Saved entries
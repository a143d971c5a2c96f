use std::path::PathBuf;

use clap::{Parser, Subcommand};
use tracing_subscriber::EnvFilter;

use blockrun::cli::commands::{self, RunOptions};

#[derive(Parser)]
#[command(name = "blockrun", about = "blockrun — visual-block test runner", version)]
struct Cli {
    #[command(subcommand)]
    command: Option<Commands>,
}

#[derive(Subcommand)]
enum Commands {
    /// Execute test suite files
    Run {
        /// Input suite files (.yaml/.yml/.json)
        files: Vec<PathBuf>,

        /// Project config file (default: ./blockrun.yaml when present)
        #[arg(short, long)]
        config: Option<PathBuf>,

        /// Base URL for the HTTP driver
        #[arg(long)]
        base_url: Option<String>,

        /// Driver operation timeout in milliseconds
        #[arg(long)]
        timeout: Option<u64>,

        /// Write a JSON report to this path
        #[arg(short, long)]
        output: Option<PathBuf>,

        /// Stop at the first failing suite file
        #[arg(long)]
        fail_fast: bool,
    },

    /// Validate suite files without executing them
    Validate {
        /// Input suite files (.yaml/.yml/.json)
        files: Vec<PathBuf>,
    },
}

fn main() {
    tracing_subscriber::fmt()
        .with_env_filter(EnvFilter::try_from_default_env().unwrap_or_else(|_| "warn".into()))
        .with_writer(std::io::stderr)
        .init();

    let cli = Cli::parse();

    match cli.command {
        Some(Commands::Run {
            files,
            config,
            base_url,
            timeout,
            output,
            fail_fast,
        }) => {
            if files.is_empty() {
                eprintln!("error: no input files provided");
                std::process::exit(1);
            }
            match commands::run_run(RunOptions {
                files,
                config,
                base_url,
                timeout_ms: timeout,
                output,
                fail_fast,
            }) {
                Ok(true) => {}
                Ok(false) => std::process::exit(1),
                Err(e) => {
                    eprintln!("error: {e}");
                    std::process::exit(1);
                }
            }
        }
        Some(Commands::Validate { files }) => {
            if files.is_empty() {
                eprintln!("error: no input files provided");
                std::process::exit(1);
            }
            match commands::run_validate(&files) {
                Ok(result) => println!("{result}"),
                Err(e) => {
                    eprintln!("error: {e}");
                    std::process::exit(1);
                }
            }
        }
        None => {
            // No subcommand — clap will show help via the derive
            Cli::parse_from(["blockrun", "--help"]);
        }
    }
}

Requirement - With no line omitted, copy all the data exactly.

Response -
repository a143d971c5a2c96f
use std::path::PathBuf;

use clap::{Parser, Subcommand};
use tracing_subscriber::EnvFilter;

use blockrun::cli::commands::{self, RunOptions};

#[derive(Parser)]
#[command(name = "blockrun", about = "blockrun — visual-block test runner", version)]
struct Cli {
    #[command(subcommand)]
    command: Option<Commands>,
}

#[derive(Subcommand)]
enum Commands {
    /// Execute test suite files
    Run {
        /// Input suite files (.yaml/.yml/.json)
        files: Vec<PathBuf>,

        /// Project config file (default: ./blockrun.yaml when present)
        #[arg(short, long)]
        config: Option<PathBuf>,

        /// Base URL for the HTTP driver
        #[arg(long)]
        base_url: Option<String>,

        /// Driver operation timeout in milliseconds
        #[arg(long)]
        timeout: Option<u64>,

        /// Write a JSON report to this path
        #[arg(short, long)]
        output: Option<PathBuf>,

        /// Stop at the first failing suite file
        #[arg(long)]
        fail_fast: bool,
    },

    /// Validate suite files without executing them
    Validate {
        /// Input suite files (.yaml/.yml/.json)
        files: Vec<PathBuf>,
    },
}

fn main() {
    tracing_subscriber::fmt()
        .with_env_filter(EnvFilter::try_from_default_env().unwrap_or_else(|_| "warn".into()))
        .with_writer(std::io::stderr)
        .init();

    let cli = Cli::parse();

    match cli.command {
        Some(Commands::Run {
            files,
            config,
            base_url,
            timeout,
            output,
            fail_fast,
        }) => {
            if files.is_empty() {
                eprintln!("error: no input files provided");
                std::process::exit(1);
            }
            match commands::run_run(RunOptions {
                files,
                config,
                base_url,
                timeout_ms: timeout,
                output,
                fail_fast,
            }) {
                Ok(true) => {}
                Ok(false) => std::process::exit(1),
                Err(e) => {
                    eprintln!("error: {e}");
                    std::process::exit(1);
                }
            }
        }
        Some(Commands::Validate { files }) => {
            if files.is_empty() {
                eprintln!("error: no input files provided");
                std::process::exit(1);
            }
            match commands::run_validate(&files) {
                Ok(result) => println!("{result}"),
                Err(e) => {
                    eprintln!("error: {e}");
                    std::process::exit(1);
                }
            }
        }
        None => {
            // No subcommand — clap will show help via the derive
            Cli::parse_from(["blockrun", "--help"]);
        }
    }
}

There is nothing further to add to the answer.